Completion of the Proposed Restructuring is subject to and conditional upon the fulfillment (or waiver thereof, if applicable) of following conditions precedent (the "Conditions"):

  1. the approval from the Independent Shareholders of the Sale and Purchase Agreement and the Proposed Restructuring contemplated thereunder at the GM convened in accordance with the Listing Rules, and such approval remaining valid, effective and not having been rescinded or revoked;
  2. the filing, registration or approval, as applicable, with or by the State-Owned Assets Supervision and Administration Commission of the State Council of PRC, or its local authorities, and such other applicable PRC governmental approvals in respect of the Sale and Purchase Agreement and the Proposed Restructuring contemplated thereunder having been obtained or completed, and such filing, registration or approval, as applicable, remaining valid, effective and not having been rescinded or revoked;
  3. the waiver from the Purchaser's and/or Shougang Holding's obligation to make a mandatory general offer for Shougang Resources Shares not already owned or agreed to be acquired by King Rich and its parties acting in concert (as defined in the Takeovers Code) under Rule 26.1 of the Takeovers Code as a result of the transactions contemplated under the Sale and Purchase Agreement having been obtained and remaining valid, effective and not subsequently revoked by the Executive and all conditions (if any) imposed by the Executive in respect of such waiver have been satisfied in all respects;
  4. (if necessary after consultation with the Executive pursuant to the Takeovers Code)

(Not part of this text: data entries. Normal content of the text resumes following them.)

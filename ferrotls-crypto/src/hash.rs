//! Hash function interface.

use crate::kdf::KdfAlgorithm;

/// Hash algorithms supported by FerroTLS.
///
/// MD5 and SHA-1 are present only for the TLS 1.0/1.1 PRF and legacy
/// HMAC cipher suites.
#[derive(Debug, Clone, Copy, PartialEq, Eq, Hash)]
pub enum HashAlgorithm {
    /// MD5 (16 bytes output) - TLS 1.0/1.1 PRF only
    Md5,
    /// SHA-1 (20 bytes output) - legacy record MACs and TLS 1.0/1.1 PRF
    Sha1,
    /// SHA-256 (32 bytes output)
    Sha256,
    /// SHA-384 (48 bytes output)
    Sha384,
}

impl HashAlgorithm {
    /// Get the output size in bytes for this hash algorithm.
    pub const fn output_size(self) -> usize {
        match self {
            HashAlgorithm::Md5 => 16,
            HashAlgorithm::Sha1 => 20,
            HashAlgorithm::Sha256 => 32,
            HashAlgorithm::Sha384 => 48,
        }
    }

    /// Get the name of this algorithm.
    pub const fn name(self) -> &'static str {
        match self {
            HashAlgorithm::Md5 => "MD5",
            HashAlgorithm::Sha1 => "SHA-1",
            HashAlgorithm::Sha256 => "SHA-256",
            HashAlgorithm::Sha384 => "SHA-384",
        }
    }

    /// Get the corresponding HKDF variant for this hash algorithm.
    ///
    /// Only the SHA-2 family is valid as a TLS 1.3 schedule hash.
    pub const fn to_kdf_algorithm(self) -> Option<KdfAlgorithm> {
        match self {
            HashAlgorithm::Sha256 => Some(KdfAlgorithm::HkdfSha256),
            HashAlgorithm::Sha384 => Some(KdfAlgorithm::HkdfSha384),
            HashAlgorithm::Md5 | HashAlgorithm::Sha1 => None,
        }
    }
}

/// Hash function trait.
///
/// Incremental hashing; `finalize` consumes the state.
pub trait Hash: Send {
    /// Update the hash state with more data.
    fn update(&mut self, data: &[u8]);

    /// Finalize the hash and return the digest.
    fn finalize(self: Box<Self>) -> Vec<u8>;

    /// Get the output size in bytes for this hash function.
    fn output_size(&self) -> usize;

    /// Get the algorithm this hash implements.
    fn algorithm(&self) -> HashAlgorithm;
}
//! Handshake message framing and codecs.
//!
//! Every handshake message carries a 4-byte header:
//!
//! ```text
//! struct {
//!     HandshakeType msg_type;
//!     uint24 length;
//!     opaque body[length];
//! } Handshake;
//! ```
//!
//! Message bodies live in the submodules. TLS 1.2-only messages
//! (ServerKeyExchange, ClientKeyExchange, ServerHelloDone) live under
//! `tls12::messages`.

pub mod certificate;
pub mod certificate_verify;
pub mod client_hello;
pub mod encrypted_extensions;
pub mod finished;
pub mod key_update;
pub mod new_session_ticket;
pub mod server_hello;

pub use certificate::{Certificate12, Certificate13, CertificateEntry};
pub use certificate_verify::CertificateVerify;
pub use client_hello::ClientHello;
pub use encrypted_extensions::EncryptedExtensions;
pub use finished::Finished;
pub use key_update::KeyUpdate;
pub use new_session_ticket::NewSessionTicket;
pub use server_hello::ServerHello;

use crate::error::{Error, Result};
use crate::protocol::HandshakeType;
use bytes::{Buf, BufMut, BytesMut};

/// Handshake message header size.
pub const HANDSHAKE_HEADER_SIZE: usize = 4;

/// Maximum handshake message body size (uint24).
pub const MAX_HANDSHAKE_SIZE: usize = 0x00ff_ffff;

/// Wrap a message body in the 4-byte handshake header.
pub fn encode_handshake(msg_type: HandshakeType, body: &[u8]) -> Vec<u8> {
    debug_assert!(body.len() <= MAX_HANDSHAKE_SIZE);
    let mut out = BytesMut::with_capacity(HANDSHAKE_HEADER_SIZE + body.len());
    out.put_u8(msg_type.to_u8());
    out.put_uint(body.len() as u64, 3);
    out.put_slice(body);
    out.to_vec()
}

/// A reassembled handshake message.
#[derive(Debug, Clone, PartialEq, Eq)]
pub struct RawHandshake {
    /// Message type
    pub msg_type: HandshakeType,
    /// Body without the header
    pub body: Vec<u8>,
    /// The full message including the header, as fed to the transcript
    pub raw: Vec<u8>,
}

/// Reassembles handshake messages from record fragments.
///
/// Handshake messages may span records and several messages may share
/// one record; this buffers fragments until whole messages are
/// available.
#[derive(Debug, Default)]
pub struct HandshakeBuffer {
    buffer: Vec<u8>,
}

impl HandshakeBuffer {
    /// Create an empty buffer.
    pub fn new() -> Self {
        Self::default()
    }

    /// Append a record fragment of handshake content.
    pub fn push(&mut self, fragment: &[u8]) {
        self.buffer.extend_from_slice(fragment);
    }

    /// Pop the next complete handshake message, if one is buffered.
    pub fn next_message(&mut self) -> Result<Option<RawHandshake>> {
        if self.buffer.len() < HANDSHAKE_HEADER_SIZE {
            return Ok(None);
        }
        let mut header = &self.buffer[..];
        let msg_type = HandshakeType::from_u8(header.get_u8())
            .ok_or_else(|| Error::InvalidMessage("Unknown handshake type".into()))?;
        let length = header.get_uint(3) as usize;
        if self.buffer.len() < HANDSHAKE_HEADER_SIZE + length {
            return Ok(None);
        }
        let raw: Vec<u8> = self
            .buffer
            .drain(..HANDSHAKE_HEADER_SIZE + length)
            .collect();
        let body = raw[HANDSHAKE_HEADER_SIZE..].to_vec();
        Ok(Some(RawHandshake {
            msg_type,
            body,
            raw,
        }))
    }

    /// Whether any partial message bytes remain buffered.
    pub fn has_partial(&self) -> bool {
        !self.buffer.is_empty()
    }
}

fn take(data: &mut &[u8], len: usize) -> Result<Vec<u8>> {
    if data.remaining() < len {
        return Err(Error::InvalidMessage("Truncated vector".into()));
    }
    let out = data[..len].to_vec();
    data.advance(len);
    Ok(out)
}

/// Read a `u8`-length-prefixed vector, advancing the cursor.
pub(crate) fn read_vec8(data: &mut &[u8]) -> Result<Vec<u8>> {
    if data.remaining() < 1 {
        return Err(Error::InvalidMessage("Truncated vector".into()));
    }
    let len = data.get_u8() as usize;
    take(data, len)
}

/// Read a `u16`-length-prefixed vector, advancing the cursor.
pub(crate) fn read_vec16(data: &mut &[u8]) -> Result<Vec<u8>> {
    if data.remaining() < 2 {
        return Err(Error::InvalidMessage("Truncated vector".into()));
    }
    let len = data.get_u16() as usize;
    take(data, len)
}

/// Read a `uint24`-length-prefixed vector, advancing the cursor.
pub(crate) fn read_vec24(data: &mut &[u8]) -> Result<Vec<u8>> {
    if data.remaining() < 3 {
        return Err(Error::InvalidMessage("Truncated vector".into()));
    }
    let len = data.get_uint(3) as usize;
    take(data, len)
}

pub(crate) fn write_vec8(buf: &mut impl BufMut, data: &[u8]) {
    buf.put_u8(data.len() as u8);
    buf.put_slice(data);
}

pub(crate) fn write_vec16(buf: &mut impl BufMut, data: &[u8]) {
    buf.put_u16(data.len() as u16);
    buf.put_slice(data);
}

pub(crate) fn write_vec24(buf: &mut impl BufMut, data: &[u8]) {
    buf.put_uint(data.len() as u64, 3);
    buf.put_slice(data);
}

    (i) the ruling from the Executive that the Proposed Restructuring does not constitute a special deal referred to under Rule 25 of the Takeovers Code or (ii) consent from the Executive having been obtained (in the event that the Proposed Restructuring is considered as a special deal) and remains valid, effective and not subsequently revoked by the Executive and all conditions (if any) imposed by the Executive in respect of such consent have been satisfied in all respects or (iii) Rule 25 of the Takeovers Code ceases to apply to the transaction contemplated under the Sale and Purchase Agreement;
  5. the representations, warranties and undertakings made in respect of the Vendor, the Subject Companies and the Sale Shares are true, accurate and not misleading in any material respects; and
  6. the representations, warranties and undertakings made in respect of King Rich are true, accurate and not misleading in any material respects under the Sale and Purchase Agreement.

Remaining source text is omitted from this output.